Tinnitus is the perception of sound (like ringing, buzzing, or hissing) without an external source. It’s often linked to hearing loss, but fMRI studies show that its localised ib the brain rather than in the ears,

fMRI (functional magnetic resonance imaging) measures brain activity by detecting changes associated with blood flow (BOLD signal — blood-oxygen-level-dependent signal). It lets researchers see which areas of the brain are active during different tasks or states, including "resting."

When you combine fMRI and tinnitus research, here’s what usually comes up:

Hyperactivity: People with tinnitus often show abnormal (increased) spontaneous activity in auditory areas of the brain — like the primary auditory cortex and secondary auditory areas — even when there's no sound.

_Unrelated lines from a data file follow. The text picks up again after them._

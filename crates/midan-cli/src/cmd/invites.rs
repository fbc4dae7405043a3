//! `midan invites`: referral stats for one event.

use clap::Args;
use midan_core::MidanError;
use midan_core::invites::InviteStats;
use serde::Serialize;
use std::io::Write;

use super::Context;
use crate::output::{pretty_kv, pretty_section, render_mode};

#[derive(Args, Debug)]
pub struct InvitesArgs {
    /// Event id, e.g. `sonic-trade`.
    pub event: String,
}

#[derive(Debug, Serialize)]
pub struct InvitesOutput {
    pub event_id: String,
    #[serde(flatten)]
    pub stats: InviteStats,
}

/// Execute `midan invites <event>`.
///
/// # Errors
///
/// Returns [`MidanError::EventNotFound`] for an unknown event.
pub fn run_invites(args: &InvitesArgs, ctx: &Context) -> anyhow::Result<()> {
    let app = ctx.open_app()?;
    if app.event(&args.event).is_none() {
        return Err(MidanError::EventNotFound(args.event.clone()).into());
    }
    let result = InvitesOutput {
        event_id: args.event.clone(),
        stats: app.invites().stats(&args.event),
    };

    render_mode(
        ctx.output,
        &result,
        |r, w| {
            writeln!(w, "{}  total={}", r.event_id, r.stats.total)?;
            for (referrer, count) in &r.stats.top_refs {
                writeln!(w, "{referrer}  {count}")?;
            }
            Ok(())
        },
        |r, w| {
            pretty_section(w, &format!("Invites for {}", r.event_id))?;
            pretty_kv(w, "Opens", r.stats.total.to_string())?;
            if r.stats.top_refs.is_empty() {
                return writeln!(w, "No shared links opened yet.");
            }
            for (referrer, count) in &r.stats.top_refs {
                writeln!(w, "  {count:>4}  {referrer}")?;
            }
            Ok(())
        },
    )
}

Altered Connectivity: fMRI shows that brain networks are different in tinnitus. It's not just the auditory cortex — it's also areas like:

Limbic system (involved in emotion — explains why tinnitus can feel distressing)

Default mode network (active during "rest" — can show altered connectivity)

Attention networks (people with tinnitus may hyper-focus on internal sounds)

Compensatory Mechanisms: Some brain regions may actually try to compensate for the phantom noise, which fMRI can help detect by looking at activity patterns.

Resting-State vs Task-Based fMRI:

Resting-state fMRI looks at brain activity when the person is just lying still — really important for tinnitus since it’s a persistent perception.

Task-based fMRI sometimes asks participants to focus on sounds, ignore sounds, or imagine silence.

Big picture:

fMRI is helping show that tinnitus is not just "ear damage" — it’s a whole-brain disorder, involving auditory, emotional, and cognitive circuits.